Os canhotos historicamente sempre foram marginalizados pela sociedade. Existiram períodos que sofriam agressões físicas para corrigir seu mau hábito. Foram acusados de possessão demoníaca e até pacto com o diabo. Muitas vezes os canhotos eram humilhados publicamente para que sua terrível anomalia fosse cada vez mais objeto de escárnio pela sociedade. Algumas pessoas foram parar até nas fogueiras da Inquisição pelo fato de serem canhotas. Apesar disto tudo, em tono de 10% da humanidade teima em ser canhota, indo de contra bases cientificas de neurologistas, antropólogos e até geneticistas.
Existem mais de 100 referências na Bíblia em que o lado direito ser melhor que o lado esquerdo. Além disso, as poucas vezes e que a mão esquerda é referenciada pelo livro sagrado dos cristãos, é de maneira negativa.
No latim, a palavra sinistro, aquele que usa preferencialmente a mão esquerda, diz-se de pessoa, esquerdo, canhoto – ao contrário de destro -, é também referenciado a funesto, agourento, que pressagia morte ou que traz consigo desventuras e desgraças.
Ser canhoto já foi considerado egodistonia, que é uma patologia por força do sofrimento subjetivo que é a ausência de sintonia entre o quê o corpo e o psique impõem, contrariando o que é de entendimento cultural, social e até religioso da sociedade.
Eu tenho um filho canhoto que tem 7 anos de idade. Fico imaginando se ele tivesse nascido em outra época. O que poderia passar pelo simples fato de seu cérebro controlar de maneira diferente, da maioria das pessoas, uma função motora. Graças a Deus ele nasceu em outros tempos.
Nada é mais caro na vida para mim do que ver meu filho feliz, ele pode ser canhoto ou não, então não admitiria de forma alguma que ele passasse algum tipo de humilhação, que a sociedade o venha a constranger ou seja vitima de alguma violência por ser canhoto. E sempre o amarei independente de escrever com a mão direita ou com a mão esquerda.
Então todas as pessoas que tenham filhos ou filhas canhotas devem ter a compreensão de como absurdo, moral e legalmente, é a imposição da cura dos canhotos. Não se cura aquilo que não é doença. Não se conserta o que é próprio do sujeito.
Minha opinião é que aqueles que querem curar os canhotos se veem refletidos neles. Como não consegue romper com seu sofrimento interno, tenta infringir nas outras pessoas, a mesma, ou pior, amargura.
Evidente também que existe aqueles que por serem completamente sem conteúdo, compõem hordas de imbecis pela cura dos canhotos, no afã de se fazer – nem que seja por alguns segundos -, em alguma rede social de internet.

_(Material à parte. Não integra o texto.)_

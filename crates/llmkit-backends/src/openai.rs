//! OpenAI Backend
//!
//! Adapter for the OpenAI chat completions and embeddings APIs. Tool-call
//! arguments arrive as JSON strings and are parsed before execution; when a
//! tool round is replayed the adapter echoes the provider's call envelope
//! (id, type, function) so the conversation stays valid for the next turn.

use std::time::Duration;

use async_trait::async_trait;
use reqwest::Client;
use serde::Deserialize;
use serde_json::{json, Map, Value};
use tracing::debug;

use llmkit_core::{Backend, Conversation, LlmError, PromptResponse, Result};

use crate::driver::{self, ChatReply, ChatRoundTrip, ToolCallRequest};
use crate::http;

const OPENAI_BASE_URL: &str = "https://api.openai.com";
const CHAT_COMPLETIONS_ENDPOINT: &str = "/v1/chat/completions";
const EMBEDDINGS_ENDPOINT: &str = "/v1/embeddings";

/// Backend for interacting with the OpenAI API.
pub struct OpenAIBackend {
    api_key: String,
    model: String,
    base_url: String,
    client: Client,
    timeout: Duration,
}

impl OpenAIBackend {
    /// Create a new OpenAI backend. A zero `timeout` selects the 30 second
    /// default.
    pub fn new(api_key: impl Into<String>, model: impl Into<String>, timeout: Duration) -> Self {
        let timeout = if timeout.is_zero() {
            http::DEFAULT_TIMEOUT
        } else {
            timeout
        };

        Self {
            api_key: api_key.into(),
            model: model.into(),
            base_url: OPENAI_BASE_URL.into(),
            client: Client::new(),
            timeout,
        }
    }

    /// Point the adapter at a different server (proxies, tests)
    pub fn with_base_url(mut self, base_url: impl Into<String>) -> Self {
        self.base_url = base_url.into().trim_end_matches('/').to_string();
        self
    }

    fn endpoint(&self, path: &str) -> String {
        format!("{}{path}", self.base_url)
    }

    async fn chat_completion(&self, body: &Value) -> Result<ResponseMessage> {
        let text = http::post_json(
            &self.client,
            &self.endpoint(CHAT_COMPLETIONS_ENDPOINT),
            body,
            self.timeout,
            Some(&self.api_key),
        )
        .await?;

        let decoded: ChatResponse =
            serde_json::from_str(&text).map_err(|e| LlmError::Decode(e.to_string()))?;
        decoded
            .choices
            .into_iter()
            .next()
            .map(|choice| choice.message)
            .ok_or_else(|| LlmError::Decode("chat completion contained no choices".into()))
    }
}

#[derive(Debug, Deserialize)]
struct ChatResponse {
    #[serde(default)]
    choices: Vec<Choice>,
}

#[derive(Debug, Deserialize)]
struct Choice {
    message: ResponseMessage,
}

#[derive(Debug, Deserialize)]
struct ResponseMessage {
    #[serde(default)]
    content: Option<String>,
    #[serde(default)]
    tool_calls: Vec<WireToolCall>,
}

#[derive(Debug, Deserialize)]
struct WireToolCall {
    id: String,
    function: WireFunctionCall,
}

#[derive(Debug, Deserialize)]
struct WireFunctionCall {
    name: String,
    // OpenAI delivers arguments as a JSON-encoded string
    arguments: String,
}

#[derive(Debug, Deserialize)]
struct EmbeddingResponse {
    #[serde(default)]
    data: Vec<EmbeddingData>,
}

#[derive(Debug, Deserialize)]
struct EmbeddingData {
    embedding: Vec<f32>,
}

#[async_trait]
impl ChatRoundTrip for OpenAIBackend {
    async fn chat_round_trip(
        &self,
        conversation: &mut Conversation,
        disable_tools: bool,
    ) -> Result<PromptResponse> {
        let mut body = json!({
            "model": self.model,
            "messages": conversation.wire_messages(),
            "stream": false,
        });
        if !disable_tools && !conversation.tools().is_empty() {
            body["tools"] = Value::Array(conversation.tools().describe());
        }

        debug!(model = %self.model, disable_tools, "sending chat request to openai");
        let message = self.chat_completion(&body).await?;

        let mut tool_calls = Vec::with_capacity(message.tool_calls.len());
        for call in message.tool_calls {
            let arguments: Map<String, Value> = serde_json::from_str(&call.function.arguments)
                .map_err(|e| {
                    LlmError::Decode(format!(
                        "tool call arguments for '{}' are not a JSON object: {e}",
                        call.function.name
                    ))
                })?;
            let envelope = json!({
                "id": call.id,
                "type": "function",
                "function": {
                    "name": call.function.name,
                    "arguments": call.function.arguments,
                },
            });
            tool_calls.push(ToolCallRequest {
                id: Some(call.id),
                name: call.function.name,
                arguments,
                envelope,
            });
        }

        driver::settle_reply(
            conversation,
            ChatReply {
                content: message.content.unwrap_or_default(),
                tool_calls,
            },
        )
    }
}

#[async_trait]
impl Backend for OpenAIBackend {
    async fn converse(&self, conversation: &mut Conversation) -> Result<PromptResponse> {
        driver::drive(self, conversation).await
    }

    async fn generate(&self, conversation: &Conversation) -> Result<String> {
        let params = conversation.parameters();
        let body = json!({
            "model": self.model,
            "messages": conversation.wire_messages(),
            "max_tokens": params.max_tokens,
            "temperature": params.temperature,
            "top_p": params.top_p,
            "frequency_penalty": params.frequency_penalty,
            "presence_penalty": params.presence_penalty,
        });

        debug!(model = %self.model, "sending generate request to openai");
        let message = self.chat_completion(&body).await?;
        Ok(message.content.unwrap_or_default())
    }

    async fn embed(&self, input: &str) -> Result<Vec<f32>> {
        let body = json!({
            "model": self.model,
            "input": input,
        });

        let text = http::post_json(
            &self.client,
            &self.endpoint(EMBEDDINGS_ENDPOINT),
            &body,
            self.timeout,
            Some(&self.api_key),
        )
        .await?;

        let decoded: EmbeddingResponse =
            serde_json::from_str(&text).map_err(|e| LlmError::Decode(e.to_string()))?;
        decoded
            .data
            .into_iter()
            .next()
            .map(|data| data.embedding)
            .ok_or_else(|| LlmError::Decode("embedding response contained no data".into()))
    }
}

#[cfg(test)]
mod tests {
    use super::*;
    use llmkit_core::{Role, Tool};
    use wiremock::matchers::{body_partial_json, header, method, path};
    use wiremock::{Mock, MockServer, ResponseTemplate};

    const WEATHER_JSON: &str = r#"{"city":"London","temperature":"15°C","conditions":"Rainy"}"#;

    fn weather_tool() -> Tool {
        Tool::new(
            "weather",
            "Get weather report for a city",
            json!({
                "type": "object",
                "properties": {
                    "city": {"type": "string"},
                },
                "required": ["city"],
            }),
            |args| {
                let city = args
                    .get("city")
                    .and_then(Value::as_str)
                    .ok_or_else(|| anyhow::anyhow!("city must be a string"))?;
                match city {
                    "London" => Ok(WEATHER_JSON.to_string()),
                    _ => Err(anyhow::anyhow!("city not found")),
                }
            },
        )
    }

    fn backend_for(server: &MockServer) -> OpenAIBackend {
        OpenAIBackend::new("test-api-key", "gpt-4o-mini", Duration::ZERO)
            .with_base_url(server.uri())
    }

    fn chat_body(message: Value) -> Value {
        json!({
            "id": "chatcmpl-test",
            "object": "chat.completion",
            "model": "gpt-4o-mini",
            "choices": [
                {"index": 0, "message": message, "finish_reason": "stop"},
            ],
        })
    }

    #[tokio::test]
    async fn generate_returns_first_choice_content() {
        let server = MockServer::start().await;
        Mock::given(method("POST"))
            .and(path(CHAT_COMPLETIONS_ENDPOINT))
            .and(header("Authorization", "Bearer test-api-key"))
            .and(body_partial_json(json!({"model": "gpt-4o-mini"})))
            .respond_with(ResponseTemplate::new(200).set_body_json(chat_body(json!({
                "role": "assistant",
                "content": "This is a test response.",
            }))))
            .expect(1)
            .mount(&server)
            .await;

        let backend = backend_for(&server);
        let mut conversation = Conversation::new();
        conversation.add_message(Role::User, "Say something");

        let response = backend.generate(&conversation).await.unwrap();
        assert_eq!(response, "This is a test response.");
    }

    #[tokio::test]
    async fn converse_replays_tool_call_envelope() {
        let server = MockServer::start().await;
        Mock::given(method("POST"))
            .and(path(CHAT_COMPLETIONS_ENDPOINT))
            .and(header("Authorization", "Bearer test-api-key"))
            .respond_with(ResponseTemplate::new(200).set_body_json(chat_body(json!({
                "role": "assistant",
                "content": null,
                "tool_calls": [
                    {
                        "id": "call_abc123",
                        "type": "function",
                        "function": {
                            "name": "weather",
                            "arguments": "{\"city\":\"London\"}",
                        },
                    },
                ],
            }))))
            .expect(1)
            .mount(&server)
            .await;

        let backend = backend_for(&server);
        let mut conversation = Conversation::new();
        conversation
            .add_message(Role::System, "You are an AI assistant.")
            .add_message(Role::User, "What's the weather in London?")
            .register_tool(weather_tool());

        let response = backend.converse(&mut conversation).await.unwrap();

        assert_eq!(response.role, Role::Tool);
        assert_eq!(
            response.tool_calls[0].function.result.as_deref(),
            Some(WEATHER_JSON)
        );
        assert_eq!(
            response.tool_calls[0].function.arguments["city"],
            json!("London")
        );

        // system + user + assistant envelope + tool result
        assert_eq!(conversation.len(), 4);
        let messages = conversation.messages();
        assert_eq!(messages[2].role, Role::Assistant);
        assert_eq!(
            messages[2].extra["tool_calls"][0]["id"],
            json!("call_abc123")
        );
        assert_eq!(
            messages[2].extra["tool_calls"][0]["function"]["arguments"],
            json!("{\"city\":\"London\"}")
        );
        assert_eq!(messages[3].role, Role::Tool);
        assert_eq!(messages[3].content, WEATHER_JSON);
        assert_eq!(messages[3].extra["tool_call_id"], json!("call_abc123"));
    }

    #[tokio::test]
    async fn converse_rejects_non_object_tool_arguments() {
        let server = MockServer::start().await;
        Mock::given(method("POST"))
            .and(path(CHAT_COMPLETIONS_ENDPOINT))
            .respond_with(ResponseTemplate::new(200).set_body_json(chat_body(json!({
                "role": "assistant",
                "content": null,
                "tool_calls": [
                    {
                        "id": "call_abc123",
                        "type": "function",
                        "function": {"name": "weather", "arguments": "not json"},
                    },
                ],
            }))))
            .mount(&server)
            .await;

        let backend = backend_for(&server);
        let mut conversation = Conversation::new();
        conversation
            .add_message(Role::User, "Weather?")
            .register_tool(weather_tool());
        let before = conversation.len();

        let err = backend.converse(&mut conversation).await.unwrap_err();
        assert!(matches!(err, LlmError::Decode(_)));
        assert_eq!(conversation.len(), before);
    }

    #[tokio::test]
    async fn empty_choices_surface_decode_error() {
        let server = MockServer::start().await;
        Mock::given(method("POST"))
            .and(path(CHAT_COMPLETIONS_ENDPOINT))
            .respond_with(ResponseTemplate::new(200).set_body_json(json!({
                "id": "chatcmpl-test",
                "object": "chat.completion",
                "choices": [],
            })))
            .mount(&server)
            .await;

        let backend = backend_for(&server);
        let mut conversation = Conversation::new();
        conversation.add_message(Role::User, "Hi");

        let err = backend.generate(&conversation).await.unwrap_err();
        assert!(matches!(err, LlmError::Decode(_)));
    }

    #[tokio::test]
    async fn embed_decodes_first_embedding() {
        let server = MockServer::start().await;
        Mock::given(method("POST"))
            .and(path(EMBEDDINGS_ENDPOINT))
            .and(header("Authorization", "Bearer test-api-key"))
            .and(body_partial_json(json!({
                "model": "gpt-4o-mini",
                "input": "Test embedding text.",
            })))
            .respond_with(ResponseTemplate::new(200).set_body_json(json!({
                "object": "list",
                "data": [
                    {"object": "embedding", "embedding": [0.5, 0.25], "index": 0},
                ],
            })))
            .expect(1)
            .mount(&server)
            .await;

        let backend = backend_for(&server);
        let embedding = backend.embed("Test embedding text.").await.unwrap();
        assert_eq!(embedding, vec![0.5, 0.25]);
    }

    #[tokio::test]
    async fn unauthorized_status_surfaces_http_error() {
        let server = MockServer::start().await;
        Mock::given(method("POST"))
            .and(path(CHAT_COMPLETIONS_ENDPOINT))
            .respond_with(
                ResponseTemplate::new(401).set_body_string(r#"{"error":"invalid api key"}"#),
            )
            .mount(&server)
            .await;

        let backend = backend_for(&server);
        let mut conversation = Conversation::new();
        conversation.add_message(Role::User, "Hi");

        let err = backend.converse(&mut conversation).await.unwrap_err();
        assert!(matches!(err, LlmError::Http { status: 401, .. }));
    }
}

Entretanto existem os piores, aqueles que calculam o quanto pode ganhar seguidores, votos e dinheiro impondo a cura dos canhotos.
Quanto ao medieval juiz Waldemar Cláudio de Carvalho, da 14ª Vara do Distrito Federal, que concedeu uma liminar que, na prática, determina que o Conselho Federal de Psicologia (CFP) altere a interpretação de suas normas de forma a não impedir os profissionais “de promoverem estudos ou atendimento profissional, de forma reservada, pertinente à (re)orientação sexual, garantindo-lhes, assim, a plena liberdade científica acerca da matéria, sem qualquer censura ou necessidade de licença prévia”. O que nos cabe é afirmar é que continuarei amando meu filho por ser canhoto, o que, aliás, hoje se atribui até uma maior inteligência para as pessoas que utilizam mais a mão esquerda. Também não vou admitir em nenhum momento ele qualquer tipo de sofrimento ou tentativa de cura. Seja por ser canhoto ou, no futuro, pela sua afetividade ao próximo.